Nothing Says Love Like A Family Heirloom Fight | Defector
Briefly

Nothing Says Love Like A Family Heirloom Fight | Defector
"Family heirlooms are a trap, okay? But that doesn't mean I know how to escape. Way back in the late 70s, my dad bought my mom a simple necklace composed of tiny lapis lazuli beads. My dad was never the type to buy jewelry, and my mom was never the type to wear it, which ought to take pressure off. And yet I sense a storm is already brewing."
"I want the necklace, but have never said so out loud. This is partially because my family is still mulling over the concept of the singular they as a pronoun, and I don't know if they can handle me wearing jewelry without going through a major gender regression. My sister-in-law wore the necklace when she married my brother a few years ago-it was her "something borrowed," and how cute it's also blue! I think that was checkmate and I might not ever get over it."
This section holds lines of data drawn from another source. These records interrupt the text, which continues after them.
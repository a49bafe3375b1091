//! Issue-preserving reduction
//!
//! A [`Reducer`] merges the files a set of findings depends on into one
//! staged file, then shrinks it while every tracked finding keeps
//! reproducing. It alternates two passes until the text stops changing:
//!
//! - removal: delete every node that is not a finding's target, one of its
//!   ancestors or inside it
//! - hoist: replace nodes by one of their children
//!
//! Each edit is rendered, re-analyzed and verified as one transaction. A
//! rejected edit restores the previous text and every cursor.

use crate::analysis::{Finding, IssueKey};
use crate::config::ReducerConfig;
use crate::cursor::{Cursor, Deletion, IndexShift};
use crate::engine::Engine;
use crate::syntax::{NodeId, Path as NodePath, Tree, column_at, render, render_statements};
use crate::result::ResultExt;
use crate::{ErrorKind, Result, WhittleError};
use indexmap::IndexMap;
use serde::Serialize;
use std::collections::HashSet;
use std::path::PathBuf;
use tracing::{debug, info, trace, warn};

#[derive(Debug, Clone, Copy, PartialEq, Eq)]
pub struct ReduceOptions {
    /// Run the hoist pass after each removal pass
    pub hoist: bool,
    /// Stop after this many iterations even if the text still changes
    pub max_iterations: Option<usize>,
}

impl Default for ReduceOptions {
    fn default() -> Self {
        Self {
            hoist: true,
            max_iterations: None,
        }
    }
}

impl From<&ReducerConfig> for ReduceOptions {
    fn from(config: &ReducerConfig) -> Self {
        Self {
            hoist: config.hoist,
            max_iterations: config.max_iterations,
        }
    }
}

/// Counters collected over one reduction
#[derive(Debug, Clone, Default, PartialEq, Eq, Serialize)]
pub struct ReduceStats {
    pub iterations: usize,
    /// Edits tried, whatever their outcome
    pub attempts: usize,
    pub committed: usize,
    /// Committed edits made by the removal pass
    pub removals: usize,
    /// Committed edits made by the hoist pass
    pub hoists: usize,
    pub render_failures: usize,
    /// Edits that rendered to the unchanged text
    pub no_ops: usize,
    pub verification_failures: usize,
    pub initial_bytes: usize,
    pub final_bytes: usize,
}

/// Final text of a reduction
#[derive(Debug, Clone, PartialEq, Eq)]
pub struct Reduction {
    pub text: String,
    pub stats: ReduceStats,
}

/// A tracked finding and the cursor pinned to its target
#[derive(Debug, Clone)]
struct Pointer {
    cursor: Cursor,
    finding: Finding,
}

/// How tracked pointers are found again after an edit
enum Verify {
    /// Bind the recorded path
    Strict,
    /// Locate each pre-edit target by identity, falling back to the path
    Lenient(Vec<Option<NodeId>>),
}

/// State to restore when an edit is rejected
enum Undo {
    Removal {
        roving: Cursor,
        shift: Option<(IndexShift, Vec<usize>)>,
    },
    Hoist {
        roving: Cursor,
        paths: Vec<NodePath>,
    },
}

impl Undo {
    fn path(&self) -> &NodePath {
        match self {
            Undo::Removal { roving, .. } | Undo::Hoist { roving, .. } => roving.path(),
        }
    }
}
//! Findings and the rules that produce them

pub mod finding;
pub mod rules;

pub use finding::{Finding, IssueKey, Severity};
pub use rules::{Declarations, RULES, RuleContext, RuleMetadata, run_rules};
Family heirlooms create complicated emotional stakes. The narrator's father bought the mother a simple lapis lazuli bead necklace in the late 1970s; the father rarely bought jewelry and the mother rarely wore it. The narrator wants the necklace but has never voiced that desire, fearing family discomfort over gender expression and the singular they. The sister-in-law wore the necklace as her 'something borrowed' at her wedding, which felt like a decisive loss. A separate tale centers on a one-of-a-kind hand-carved wooden hutch that sparks conflict between a new wife and her mother-in-law amid renovations, covert moving, rule-bending, and mixed winners and losers. Chelsea Devantez, an Emmy-nominated comedian and writer, contributes gossip about joke theft.